Le Groupe international de contact sur Madagascar s’est réuni pour la première fois ce jeudi 30 avril 2009 à Addis-Abeba. Ce Groupe est composé des organisations suivantes :
de l’Union Africaine (UA),
de la Commission de l’Océan Indien (COI),
de la Communauté pour le développement de l’Afrique australe (SADC),
du Marché commun de l’Afrique orientale et australe (COMESA)
des Nations unies (ONU),
de l’Organisation internationale de la Francophonie (OIF),
de l’Union européenne (UE),
de la Libye, en sa qualité de pays assurant la présidence en exercice de l’UA ;
du Burundi, au nom du Conseil de Paix et de Sécurité (CPS) de l’UA.
Des membres africains et des membres permanents du Conseil de sécurité des Nations unies ont également pris part à la réunion, dont le Burkina Faso et l’Ouganda. Le Groupe de contact a pour objectif de mieux coordonner l’action de la communauté internationale en vue du retour rapide à l’ordre constitutionnel à Madagascar.
Après avoir fait le point de la situation depuis le changement survenu le 17 mars 2009 et avec l’aide des envoyés spéciaux de l’UA (Ablassé Ouedraogo) et de l’ONU (Tiebele Drame), les participants à la réunion de ce 30 avril « ont fermement condamné ce changement anticonstitutionnel de Gouvernement, qui marque un grave recul dans les processus de démocratisation en cours sur le continent et renforce l’inquiétude suscitée par la recrudescence du fléau des coups d’Etat en Afrique, telle qu’exprimée par la 12ème session ordinaire de la Conférence de l’Union tenue à Addis Abéba du 1er au 4 févier 2009 ». Ils ont par ailleurs « demandé à tous les membres de la communauté internationale de s’abstenir de toute action qui pourrait compliquer les efforts visant à restaurer l’ordre constitutionnel à Madagascar ».
Une structure locale du Groupe de contact
Les participants ont souligné les risques que comporte toute démarche unilatérale visant à légitimer le changement anticonstitutionnel intervenu à Madagascar, et ont instamment demandé aux autorités de fait, ainsi qu’aux autres parties malgaches, de mettre l’intérêt de Madagascar et la recherche du consensus au dessus de toute autre considération.
Afin de mettre en œuvre cette résolution du 30 avril, il a été convenu de créer à Antananarivo, une section opérationnelle du Groupe de contact sur Madagascar, sous la présidence de l’Envoyé spécial du Président de la Commission de l’UA. Cette structure locale doit se réunir au moins une fois par semaine. A cet égard, la réunion a salué l’intention de la SADC de nommer un Envoyé spécial pour Madagascar.

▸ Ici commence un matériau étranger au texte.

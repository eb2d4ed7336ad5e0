use std::collections::{HashMap, VecDeque};
use thiserror::Error;
use crate::analysis::DeviceSnapshot;
#[derive(Debug, Error)]
pub enum HistoryError {
    #[error("device id must not be empty")]
    EmptyDeviceId,
    #[error("cycle {cycle} is not newer than the last stored cycle {last} for {device}")]
    OutOfOrder { device: String, cycle: u32, last: u32 },
}
/// Repository of per-device snapshots. The analysis never persists anything
/// itself; callers inject whatever storage they need.
pub trait DeviceHistory {
    /// Snapshots for `device_id`, oldest first.
    fn get(&self, device_id: &str) -> Result<Vec<DeviceSnapshot>, HistoryError>;
    fn put(&mut self, device_id: &str, snapshot: DeviceSnapshot) -> Result<(), HistoryError>;
}
/// In-memory history that keeps at most `capacity` snapshots per device.
pub struct InMemoryHistory {
    devices: HashMap<String, VecDeque<DeviceSnapshot>>,
    capacity: usize,
}
impl InMemoryHistory {
    pub fn new() -> Self {
        Self::with_capacity(usize::MAX)
    }
    pub fn with_capacity(capacity: usize) -> Self {
        Self {
            devices: HashMap::new(),
            capacity: capacity.max(1),
        }
    }
    pub fn latest(&self, device_id: &str) -> Option<&DeviceSnapshot> {
        self.devices.get(device_id).and_then(|q| q.back())
    }
    pub fn device_ids(&self) -> impl Iterator<Item = &str> {
        self.devices.keys().map(String::as_str)
    }
}
impl Default for InMemoryHistory {
    fn default() -> Self {
        Self::new()
    }
}
impl DeviceHistory for InMemoryHistory {
    fn get(&self, device_id: &str) -> Result<Vec<DeviceSnapshot>, HistoryError> {
        if device_id.is_empty() {
            return Err(HistoryError::EmptyDeviceId);
        }
        Ok(self
            .devices
            .get(device_id)
            .map(|q| q.iter().cloned().collect())
            .unwrap_or_default())
    }
    fn put(&mut self, device_id: &str, snapshot: DeviceSnapshot) -> Result<(), HistoryError> {
        if device_id.is_empty() {
            return Err(HistoryError::EmptyDeviceId);
        }
        let queue = self.devices.entry(device_id.to_string()).or_default();
        if let Some(last) = queue.back() {
            if snapshot.cycle_number <= last.cycle_number {
                return Err(HistoryError::OutOfOrder {
                    device: device_id.to_string(),
                    cycle: snapshot.cycle_number,
                    last: last.cycle_number,
                });
            }
        }
        queue.push_back(snapshot);
        while queue.len() > self.capacity {
            queue.pop_front();
        }
        log::debug!("history for {device_id} holds {} snapshots", queue.len());
        Ok(())
    }
}
#[cfg(test)]
mod tests {
    use super::*;
    use crate::analysis::SweepAnalyzer;
    fn snapshot(cycle: u32) -> DeviceSnapshot {
        let v: Vec<f64> = (0..=40).map(|k| (k as f64 - 20.0) / 20.0).collect();
        let i: Vec<f64> = v.iter().map(|x| x * 1e-3).collect();
        SweepAnalyzer::new(v, i, None, None, "full")
            .unwrap()
            .device_snapshot(cycle, format!("t{cycle}"))
    }
    #[test]
    fn keeps_snapshots_in_cycle_order() {
        let mut history = InMemoryHistory::new();
        history.put("dev-a", snapshot(1)).unwrap();
        history.put("dev-a", snapshot(2)).unwrap();
        let cycles: Vec<u32> = history.get("dev-a").unwrap().iter().map(|s| s.cycle_number).collect();
        assert_eq!(cycles, vec![1, 2]);
        assert!(history.get("dev-b").unwrap().is_empty());
        assert_eq!(history.latest("dev-a").map(|s| s.cycle_number), Some(2));
    }
    #[test]
    fn rejects_stale_cycles_and_empty_ids() {
        let mut history = InMemoryHistory::new();
        history.put("dev", snapshot(3)).unwrap();
        assert!(matches!(
            history.put("dev", snapshot(3)),
            Err(HistoryError::OutOfOrder { cycle: 3, last: 3, .. })
        ));
        assert!(matches!(history.get(""), Err(HistoryError::EmptyDeviceId)));
    }
    #[test]
    fn capacity_drops_oldest() {
        let mut history = InMemoryHistory::with_capacity(2);
        for cycle in 1..=3 {
            history.put("dev", snapshot(cycle)).unwrap();
        }
        let kept: Vec<u32> = history.get("dev").unwrap().iter().map(|s| s.cycle_number).collect();
        assert_eq!(kept, vec![2, 3]);
    }
}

Parallèlement le Groupe international de contact appelle « toutes les parties malgaches pour qu’elles s’abstiennent de toutes actions susceptibles de compliquer la recherche d’une solution ». Il a fermement condamné les actes de violence et les incitations à la violence qui ont lieu à Madagascar, et a « souligné la nécessité pour les autorités de fait, y compris les forces de sécurité, de respecter scrupuleusement les libertés fondamentales et les droits de l’homme ».